30D Broadaway, Suite 200

Massapequa, NY 11758

516.308.7514

douglas@adcwealthmgmt.com

Market Update
(all values as of 08.30.2024)

Stock Indices:

Dow Jones 41,563
S&P 500 5,648
Nasdaq 17,713

Bond Sector Yields:

2 Yr Treasury 3.91%
10 Yr Treasury 3.91%
10 Yr Municipal 2.70%
High Yield 6.92%

YTD Market Returns:

Dow Jones 10.28%
S&P 500 18.42%
Nasdaq 18.00%
MSCI-EAFE 9.72%
MSCI-Europe 9.81%
MSCI-Pacific 9.34%
MSCI-Emg Mkt 7.44%
 
US Agg Bond 3.07%
US Corp Bond 3.49%
US Gov’t Bond 2.95%

Commodity Prices:

Gold 2,535
Silver 29.24
Oil (WTI) 73.65

Currencies:

Dollar / Euro 1.10
Dollar / Pound 1.31
Yen / Dollar 144.79
Canadian /Dollar 0.74

A Higher Rate of Inflation

The talk of inflation and interest rates has been in the papers for years now, with people on the edge of their seats wondering what the Fed’s next move will be in order to combat the inflation. This talk is nothing the news has not seen before, great bouts of differences in the inflation rate
have occurred over time and each time the economy cycles back to a tolerable place. In this memo we will go over what recent events have caused the inflation we’re seeing today, how the neutral rate of inflation may be raised, and where we could possibly see inflation going.

Causes of Inflation

As defined by the United States Department of Labor, inflation is the overall general upward price movement of goods and services in an economy. Inflation is associated with too much demand and not enough supply, or a rapid growth of the money supply (CITE HBR).
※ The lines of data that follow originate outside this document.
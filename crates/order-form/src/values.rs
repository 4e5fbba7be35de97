// File: src/values.rs
// Purpose: Form value set, field identifiers and the derived error map

use serde::{Deserialize, Serialize};
use std::collections::{BTreeMap, BTreeSet};
use std::fmt;

/// Identifies one field of the order form
///
/// Serialized with the names the order endpoint and the page use.
#[derive(Debug, Clone, Copy, PartialEq, Eq, PartialOrd, Ord, Hash, Serialize, Deserialize)]
#[serde(rename_all = "camelCase")]
pub enum FieldName {
    FullName,
    Size,
    Toppings,
}

impl FieldName {
    pub const ALL: [FieldName; 3] = [FieldName::FullName, FieldName::Size, FieldName::Toppings];

    pub fn as_str(&self) -> &'static str {
        match self {
            FieldName::FullName => "fullName",
            FieldName::Size => "size",
            FieldName::Toppings => "toppings",
        }
    }
}

impl fmt::Display for FieldName {
    fn fmt(&self, f: &mut fmt::Formatter<'_>) -> fmt::Result {
        f.write_str(self.as_str())
    }
}

/// Pizza size offered by the select box
#[derive(Debug, Clone, Copy, PartialEq, Eq, Serialize, Deserialize)]
pub enum Size {
    S,
    M,
    L,
}

impl Size {
    pub const ALL: [Size; 3] = [Size::S, Size::M, Size::L];

    pub fn as_str(&self) -> &'static str {
        match self {
            Size::S => "S",
            Size::M => "M",
            Size::L => "L",
        }
    }
}

/// Current value of a single field, as handed to the schema
#[derive(Debug, Clone, PartialEq, Eq)]
pub enum FieldValue {
    Text(String),
    Toppings(Vec<String>),
}

/// The complete value set of one order form
///
/// Updates never mutate in place: every `with_*` method returns a new value set.
#[derive(Debug, Clone, Default, PartialEq, Eq, Serialize, Deserialize)]
#[serde(rename_all = "camelCase")]
pub struct FormValues {
    pub full_name: String,
    pub size: String,
    pub toppings: BTreeSet<String>,
}

impl FormValues {
    pub fn new<I, T>(full_name: impl Into<String>, size: impl Into<String>, toppings: I) -> Self
    where
        I: IntoIterator<Item = T>,
        T: Into<String>,
    {
        Self {
            full_name: full_name.into(),
            size: size.into(),
            toppings: toppings.into_iter().map(Into::into).collect(),
        }
    }

    pub fn with_full_name(&self, full_name: impl Into<String>) -> Self {
        Self {
            full_name: full_name.into(),
            ..self.clone()
        }
    }

    pub fn with_size(&self, size: impl Into<String>) -> Self {
        Self {
            size: size.into(),
            ..self.clone()
        }
    }

    /// Add (`checked`) or remove one topping identifier
    pub fn with_topping(&self, id: &str, checked: bool) -> Self {
        let mut toppings = self.toppings.clone();
        if checked {
            toppings.insert(id.to_string());
        } else {
            toppings.remove(id);
        }
        Self {
            toppings,
            ..self.clone()
        }
    }

    /// Replace a single-valued field; `None` for the toppings set
    pub fn with_text(&self, field: FieldName, value: impl Into<String>) -> Option<Self> {
        match field {
            FieldName::FullName => Some(self.with_full_name(value)),
            FieldName::Size => Some(self.with_size(value)),
            FieldName::Toppings => None,
        }
    }

    pub fn field_value(&self, field: FieldName) -> FieldValue {
        match field {
            FieldName::FullName => FieldValue::Text(self.full_name.clone()),
            FieldName::Size => FieldValue::Text(self.size.clone()),
            FieldName::Toppings => FieldValue::Toppings(self.toppings.iter().cloned().collect()),
        }
    }
}

/// Per-field error messages; an empty string means the field has no error
///
/// Derived data only. New maps are produced by [`FieldErrors::with_result`].
#[derive(Debug, Clone, Default, PartialEq, Eq, Serialize, Deserialize)]
pub struct FieldErrors(BTreeMap<FieldName, String>);

impl FieldErrors {
    pub fn new() -> Self {
        Self::default()
    }

    /// Message for `field`, or `""` if none
    pub fn get(&self, field: FieldName) -> &str {
        self.0.get(&field).map(String::as_str).unwrap_or("")
    }

    /// Returns a new map with `field` set to `message`, all other fields untouched
    pub fn with_result(&self, field: FieldName, message: impl Into<String>) -> Self {
        let mut errors = self.0.clone();
        errors.insert(field, message.into());
        Self(errors)
    }

    pub fn has_errors(&self) -> bool {
        self.0.values().any(|message| !message.is_empty())
    }
}
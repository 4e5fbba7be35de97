//! String validation functions

use alloc::format;
use alloc::string::{String, ToString};

/// Number of characters in `s`, counted as Unicode scalar values
pub fn char_len(s: &str) -> usize {
    s.chars().count()
}

/// Validates that a value is present
pub fn validate_required(s: &str) -> Result<(), String> {
    if s.is_empty() {
        Err("Field is required".to_string())
    } else {
        Ok(())
    }
}

/// Validates string length
pub fn validate_min_length(s: &str, min: usize) -> Result<(), String> {
    if char_len(s) >= min {
        Ok(())
    } else {
        Err(format!("Must be at least {} characters", min))
    }
}

pub fn validate_max_length(s: &str, max: usize) -> Result<(), String> {
    if char_len(s) <= max {
        Ok(())
    } else {
        Err(format!("Must be at most {} characters", max))
    }
}

/// Enum/value restriction
pub fn is_one_of(value: &str, allowed: &[&str]) -> bool {
    allowed.contains(&value)
}

pub fn validate_one_of(value: &str, allowed: &[&str]) -> Result<(), String> {
    if is_one_of(value, allowed) {
        Ok(())
    } else {
        Err(format!("Must be one of {}", allowed.join(", ")))
    }
}

#[cfg(test)]
mod tests {
    use super::*;

    #[test]
    fn test_required() {
        assert!(validate_required("x").is_ok());
        assert!(validate_required(" ").is_ok());
        assert!(validate_required("").is_err());
    }

    #[test]
    fn test_length_validators() {
        assert!(validate_min_length("abc", 3).is_ok());
        assert!(validate_min_length("ab", 3).is_err());

        assert!(validate_max_length("hello", 10).is_ok());
        assert!(validate_max_length("verylongstring", 5).is_err());
    }

    #[test]
    fn test_length_counts_chars_not_bytes() {
        // 3 chars, 6 bytes
        assert_eq!(char_len("äöü"), 3);
        assert!(validate_min_length("äöü", 3).is_ok());
        assert!(validate_max_length("äöü", 3).is_ok());
    }

    #[test]
    fn test_one_of() {
        let allowed = &["S", "M", "L"];
        assert!(is_one_of("M", allowed));
        assert!(!is_one_of("m", allowed));
        assert!(!is_one_of("", allowed));
        assert_eq!(
            validate_one_of("XL", allowed).unwrap_err(),
            "Must be one of S, M, L"
        );
    }
}
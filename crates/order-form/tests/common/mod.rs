// Shared fixtures for order-form integration tests

#![allow(dead_code)]

use async_trait::async_trait;
use order_form::{
    FieldName, FieldValidator, FieldValue, FormController, FormValues, OrderReceipt,
    OrderTransport, Schema, SubmissionError, ValidationEngine, ValidationError,
};
use std::collections::VecDeque;
use std::sync::{Arc, Mutex};
use tokio::sync::oneshot;

/// What the scripted endpoint answers
#[derive(Debug, Clone)]
pub enum Reply {
    Accept(String),
    Reject(Option<String>),
    /// Never answers
    Stall,
}

/// Order transport that answers from a script and records what it was sent
///
/// Replies are used in order; the last one repeats.
pub struct ScriptedTransport {
    replies: Mutex<VecDeque<Reply>>,
    sent: Mutex<Vec<FormValues>>,
}

impl ScriptedTransport {
    pub fn new(reply: Reply) -> Arc<Self> {
        Self::sequence(vec![reply])
    }

    pub fn sequence(replies: Vec<Reply>) -> Arc<Self> {
        assert!(!replies.is_empty());
        Arc::new(Self {
            replies: Mutex::new(replies.into()),
            sent: Mutex::new(Vec::new()),
        })
    }

    fn next_reply(&self) -> Reply {
        let mut replies = self.replies.lock().unwrap();
        if replies.len() > 1 {
            replies.pop_front().unwrap()
        } else {
            replies[0].clone()
        }
    }

    pub fn sent(&self) -> Vec<FormValues> {
        self.sent.lock().unwrap().clone()
    }
}

#[async_trait]
impl OrderTransport for ScriptedTransport {
    async fn submit_order(&self, values: &FormValues) -> Result<OrderReceipt, SubmissionError> {
        self.sent.lock().unwrap().push(values.clone());
        match self.next_reply() {
            Reply::Accept(message) => Ok(OrderReceipt { message }),
            Reply::Reject(message) => Err(SubmissionError::Rejected {
                status: 422,
                message,
            }),
            Reply::Stall => std::future::pending::<Result<OrderReceipt, SubmissionError>>().await,
        }
    }
}

/// Schema checks that hold back one specific text value until released
pub struct GatedValidator {
    schema: Schema,
    held_value: String,
    gate: Mutex<Option<oneshot::Receiver<()>>>,
}

impl GatedValidator {
    /// Returns the validator and the sender that releases the held check
    pub fn new(held_value: &str) -> (Arc<Self>, oneshot::Sender<()>) {
        let (release, gate) = oneshot::channel();
        let validator = Arc::new(Self {
            schema: Schema::default(),
            held_value: held_value.to_string(),
            gate: Mutex::new(Some(gate)),
        });
        (validator, release)
    }
}

#[async_trait]
impl FieldValidator for GatedValidator {
    async fn validate_field(&self, field: FieldName, value: &FieldValue) -> Result<(), ValidationError> {
        if matches!(value, FieldValue::Text(text) if *text == self.held_value) {
            let gate = self.gate.lock().unwrap().take();
            if let Some(gate) = gate {
                let _ = gate.await;
            }
        }
        self.schema.validate_field(field, value)
    }

    async fn validate_all(&self, values: &FormValues) -> bool {
        self.schema.validate_all(values)
    }
}

pub fn form_with(transport: Arc<ScriptedTransport>) -> FormController {
    FormController::new(Arc::new(Schema::default()), transport)
}

pub fn gated_form(validator: Arc<GatedValidator>) -> FormController {
    gated_form_with(validator, ScriptedTransport::new(Reply::Accept("ok".to_string())))
}

pub fn gated_form_with(validator: Arc<GatedValidator>, transport: Arc<ScriptedTransport>) -> FormController {
    FormController::with_engine(
        ValidationEngine::with_validator(validator),
        Default::default(),
        transport,
    )
}
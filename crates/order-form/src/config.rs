// File: src/config.rs
// Purpose: Configuration parsing from order-form.toml

use crate::catalog::{Topping, ToppingCatalog};
use crate::schema::is_topping_id;
use anyhow::{bail, Context, Result};
use serde::{Deserialize, Serialize};
use std::collections::BTreeSet;
use std::fs;
use std::path::Path;
use std::time::Duration;

/// Order form configuration
#[derive(Debug, Clone, Serialize, Deserialize, Default)]
pub struct OrderFormConfig {
    #[serde(default)]
    pub transport: TransportConfig,

    /// Overrides the built-in topping list when non-empty
    #[serde(default)]
    pub toppings: Vec<Topping>,
}

/// Where and how orders are sent
#[derive(Debug, Clone, Serialize, Deserialize)]
pub struct TransportConfig {
    #[serde(default = "default_endpoint")]
    pub endpoint: String,

    /// Request timeout in seconds (0 disables the timeout)
    #[serde(default = "default_timeout_secs")]
    pub timeout_secs: u64,
}

fn default_endpoint() -> String {
    "http://localhost:9009/api/order".to_string()
}

fn default_timeout_secs() -> u64 {
    30
}

impl Default for TransportConfig {
    fn default() -> Self {
        Self {
            endpoint: default_endpoint(),
            timeout_secs: default_timeout_secs(),
        }
    }
}

impl TransportConfig {
    pub fn timeout(&self) -> Option<Duration> {
        (self.timeout_secs > 0).then(|| Duration::from_secs(self.timeout_secs))
    }
}

impl OrderFormConfig {
    /// Load configuration from a TOML file
    pub fn load(path: impl AsRef<Path>) -> Result<Self> {
        let path = path.as_ref();

        // If file doesn't exist or is empty, return default config
        if !path.exists() {
            return Ok(Self::default());
        }

        let content = fs::read_to_string(path)
            .with_context(|| format!("Failed to read config file: {:?}", path))?;

        Self::parse(&content).with_context(|| format!("Invalid config file: {:?}", path))
    }

    /// Load configuration from default path (./order-form.toml)
    pub fn load_default() -> Result<Self> {
        Self::load("order-form.toml")
    }

    /// Parse and check configuration text
    pub fn parse(content: &str) -> Result<Self> {
        if content.trim().is_empty() {
            return Ok(Self::default());
        }

        let config: OrderFormConfig =
            toml::from_str(content).context("Failed to parse order form config")?;
        config.check()?;

        Ok(config)
    }

    /// Topping catalog in effect: configured list, or the built-in one
    pub fn catalog(&self) -> ToppingCatalog {
        if self.toppings.is_empty() {
            ToppingCatalog::default()
        } else {
            ToppingCatalog::new(self.toppings.clone())
        }
    }

    fn check(&self) -> Result<()> {
        if self.transport.endpoint.trim().is_empty() {
            bail!("transport.endpoint must not be empty");
        }

        let mut seen = BTreeSet::new();
        for topping in &self.toppings {
            if !seen.insert(topping.id.as_str()) {
                bail!("topping id {:?} ({}) is listed more than once", topping.id, topping.label);
            }
            if !is_topping_id(&topping.id) {
                bail!(
                    "topping id {:?} ({}) must be a single digit 1-5",
                    topping.id,
                    topping.label
                );
            }
        }

        Ok(())
    }
}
With COVID, the people of the United States have experienced intense changes with the different lifestyle the country sustained for not only the months of lockdown, but also the following two years. Because of the lifestyle change, the economy changed alongside it. We went from record low interest rates during the pandemic record to very high interest rates in an attempt to curb inflation. Numerous factors contribute to the increased rate of inflation besides the mentioned causes, however they are not as direct. What some may say, others may disagree with, because the intricacies of how the economy functions (i.e. why it functions the way it does) cannot be pinpointed to one sole cause. Monetary policy, government spending, a change in what society needs, and a great amount of other events can cause an increase in inflation. It should be no
surprise that with the economy going through unforeseen events in 2020 and changing monetary policy that we are in a volatile economy.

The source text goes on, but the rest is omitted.